### EXERCISE
Transcribe exactly the first line of the listing below and each line that follows it, ending with the line that contains "the *full-page shell*", and omit the remainder.

### INPUT MATERIAL
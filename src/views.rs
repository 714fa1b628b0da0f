//! Server-side views for the category pages.
//!
//! A PJAX request gets the category *fragment*: just the item grid, swapped
//! into the page in place. Any other request gets the *full-page shell*
//! (`fullpageloader`), which carries the fragment's template name in
//! `pageToLoad` and embeds the fragment inside its container.
//!
//! Both are askama templates under `templates/`; interpolated catalog text
//! is HTML-escaped by askama.

use askama::Template;

use crate::catalog::{Category, Item};

/// View name of the full-page shell.
pub const SHELL_VIEW: &str = "fullpageloader";

/// Request header that marks a PJAX navigation.
pub const PJAX_HEADER: &str = "x-pjax";

#[derive(Template)]
#[template(path = "fragment.html")]
struct FragmentTemplate<'a> {
    category_prefix: &'a str,
    page_title: &'a str,
    items: &'a [Item],
}

#[derive(Template)]
#[template(path = "fullpageloader.html")]
struct ShellTemplate<'a> {
    category_prefix: &'a str,
    page_title: &'a str,
    items: &'a [Item],
    page_to_load: &'a str,
    nav: &'static [Category],
}

/// Everything a category view needs to render.
#[derive(Clone, Debug, PartialEq)]
pub struct PageModel {
    pub category: Category,
    pub view_name: &'static str,
    pub page_title: &'static str,
    pub items: Vec<Item>,
    /// Set only for the shell: the fragment it should load.
    pub page_to_load: Option<String>,
}

impl PageModel {
    /// Picks the fragment view for PJAX requests and the shell otherwise.
    pub fn select(category: Category, items: Vec<Item>, pjax: bool) -> Self {
        let (view_name, page_to_load) = if pjax {
            (category.fragment_view(), None)
        } else {
            (SHELL_VIEW, Some(category.fragment_template()))
        };

        Self {
            category,
            view_name,
            page_title: category.page_title(),
            items,
            page_to_load,
        }
    }

    pub fn render(&self) -> Result<String, askama::Error> {
        let category_prefix = self.category.key_prefix();
        match &self.page_to_load {
            Some(page_to_load) => ShellTemplate {
                category_prefix,
                page_title: self.page_title,
                items: &self.items,
                page_to_load,
                nav: &Category::ALL,
            }
            .render(),
            None => FragmentTemplate {
                category_prefix,
                page_title: self.page_title,
                items: &self.items,
            }
            .render(),
        }
    }
}
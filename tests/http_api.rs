use std::sync::Arc;

use reqwest::StatusCode;
use serde_json::{json, Value};
use shopfront::catalog::Properties;
use shopfront::{routes, Server};

struct TestServer {
    base_url: String,
    handle: tokio::task::JoinHandle<()>,
}

impl TestServer {
    async fn spawn(props: Properties) -> Self {
        // Same router as prod, bound to an ephemeral port.
        let listener = tokio::net::TcpListener::bind("127.0.0.1:0")
            .await
            .expect("failed to bind ephemeral port");
        let addr = listener.local_addr().unwrap();
        let base_url = format!("http://{}", addr);

        let handle = tokio::spawn(async move {
            Server::from_listener(listener)
                .serve(routes::router(), Arc::new(props))
                .await
                .unwrap();
        });

        Self { base_url, handle }
    }
}

impl Drop for TestServer {
    fn drop(&mut self) {
        self.handle.abort();
    }
}

fn catalog() -> Properties {
    Properties::from_toml_str(
        r#"
        all.item0ImageUrl = "http://x/all.png"
        all.item0Description = "Everything"
        jewelry.item0ImageUrl = "http://x/a.png"
        jewelry.item0Description = "Ring"
        shoes.item0ImageUrl = "http://x/boot.png"
        shoes.item0Description = "Boot"
        shoes.item8Description = "Last boot"
        "#,
    )
    .unwrap()
}

async fn get_json(client: &reqwest::Client, url: String) -> Vec<Value> {
    let res = client
        .get(url)
        .header("accept", "application/json")
        .send()
        .await
        .unwrap();
    assert_eq!(res.status(), StatusCode::OK);
    res.json().await.unwrap()
}

#[tokio::test]
async fn full_page_load_returns_the_shell() {
    let srv = TestServer::spawn(catalog()).await;

    let res = reqwest::get(format!("{}/", srv.base_url)).await.unwrap();
    assert_eq!(res.status(), StatusCode::OK);
    assert_eq!(res.headers()["x-view"], "fullpageloader");
    assert!(res.headers()["content-type"].to_str().unwrap().starts_with("text/html"));

    let body = res.text().await.unwrap();
    assert!(body.contains(r#"data-page-to-load="all.html""#));
    assert!(body.contains("<title>All</title>"));
    assert!(body.contains("<p>Everything</p>"));
}

#[tokio::test]
async fn pjax_load_returns_the_fragment() {
    let srv = TestServer::spawn(catalog()).await;
    let client = reqwest::Client::new();

    let res = client
        .get(format!("{}/jewelry", srv.base_url))
        .header("X-PJAX", "true")
        .send()
        .await
        .unwrap();
    assert_eq!(res.status(), StatusCode::OK);
    assert_eq!(res.headers()["x-view"], "jewelry");

    let body = res.text().await.unwrap();
    assert!(body.starts_with("<section"));
    assert_eq!(body.matches("<article").count(), 9);
    assert!(body.contains("<p>Ring</p>"));
    assert!(!body.contains("<html"));
}

#[tokio::test]
async fn every_category_page_is_served() {
    let srv = TestServer::spawn(catalog()).await;
    let client = reqwest::Client::new();

    for (path, title) in [("/", "All"), ("/jewelry", "Jewelry"), ("/shoes", "Shoes"), ("/clothing", "Clothing")] {
        let res = client.get(format!("{}{}", srv.base_url, path)).send().await.unwrap();
        assert_eq!(res.status(), StatusCode::OK, "{path}");
        let body = res.text().await.unwrap();
        assert!(body.contains(&format!("<title>{title}</title>")), "{path}");
    }
}

#[tokio::test]
async fn cards_return_nine_items_with_nulls_for_missing_keys() {
    let srv = TestServer::spawn(catalog()).await;
    let client = reqwest::Client::new();

    let items = get_json(&client, format!("{}/cards/shoes", srv.base_url)).await;
    assert_eq!(items.len(), 9);
    assert_eq!(items[0], json!({ "imageUrl": "http://x/boot.png", "itemDescription": "Boot" }));
    assert_eq!(items[1], json!({ "imageUrl": null, "itemDescription": null }));
    assert_eq!(items[8], json!({ "imageUrl": null, "itemDescription": "Last boot" }));

    let clothing = get_json(&client, format!("{}/cards/clothing", srv.base_url)).await;
    assert_eq!(clothing.len(), 9);
    assert!(clothing.iter().all(|item| item["imageUrl"].is_null()));
}

#[tokio::test]
async fn unknown_card_type_matches_shoes() {
    let srv = TestServer::spawn(catalog()).await;
    let client = reqwest::Client::new();

    let unknown = get_json(&client, format!("{}/cards/unknown", srv.base_url)).await;
    let shoes = get_json(&client, format!("{}/cards/shoes", srv.base_url)).await;
    assert_eq!(unknown, shoes);
}

#[tokio::test]
async fn cards_are_the_same_on_every_call() {
    let srv = TestServer::spawn(catalog()).await;
    let client = reqwest::Client::new();

    let first = get_json(&client, format!("{}/cards/jewelry", srv.base_url)).await;
    let second = get_json(&client, format!("{}/cards/jewelry", srv.base_url)).await;
    assert_eq!(first, second);
    assert_eq!(first[0]["itemDescription"], "Ring");
}

#[tokio::test]
async fn cards_refuse_html_only_clients() {
    let srv = TestServer::spawn(catalog()).await;
    let client = reqwest::Client::new();

    let res = client
        .get(format!("{}/cards/shoes", srv.base_url))
        .header("accept", "text/html")
        .send()
        .await
        .unwrap();
    assert_eq!(res.status(), StatusCode::NOT_ACCEPTABLE);
}

#[tokio::test]
async fn unknown_routes_and_methods_are_not_found() {
    let srv = TestServer::spawn(catalog()).await;
    let client = reqwest::Client::new();

    let res = client.get(format!("{}/hats", srv.base_url)).send().await.unwrap();
    assert_eq!(res.status(), StatusCode::NOT_FOUND);

    let res = client.post(format!("{}/shoes", srv.base_url)).send().await.unwrap();
    assert_eq!(res.status(), StatusCode::NOT_FOUND);
}

#[tokio::test]
async fn health_checks_answer() {
    let srv = TestServer::spawn(catalog()).await;

    let res = reqwest::get(format!("{}/healthz", srv.base_url)).await.unwrap();
    assert_eq!(res.text().await.unwrap(), "ok");

    let res = reqwest::get(format!("{}/readyz", srv.base_url)).await.unwrap();
    let body: Value = res.json().await.unwrap();
    assert_eq!(body, json!({ "status": "ready", "properties": 7 }));
}
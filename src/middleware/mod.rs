//! Cross-cutting request handling that wraps every dispatch.
//!
//! - [`trace`]: per-request span with method and path, and one event with
//!   the status and latency once the handler has answered.

pub(crate) mod trace;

### ANSWER TO THIS PROBLEM
filename src/views.rs
repository 714fa1b628b0da0f
//! Server-side views for the category pages.
//!
//! A PJAX request gets the category *fragment*: just the item grid, swapped
//! into the page in place. Any other request gets the *full-page shell*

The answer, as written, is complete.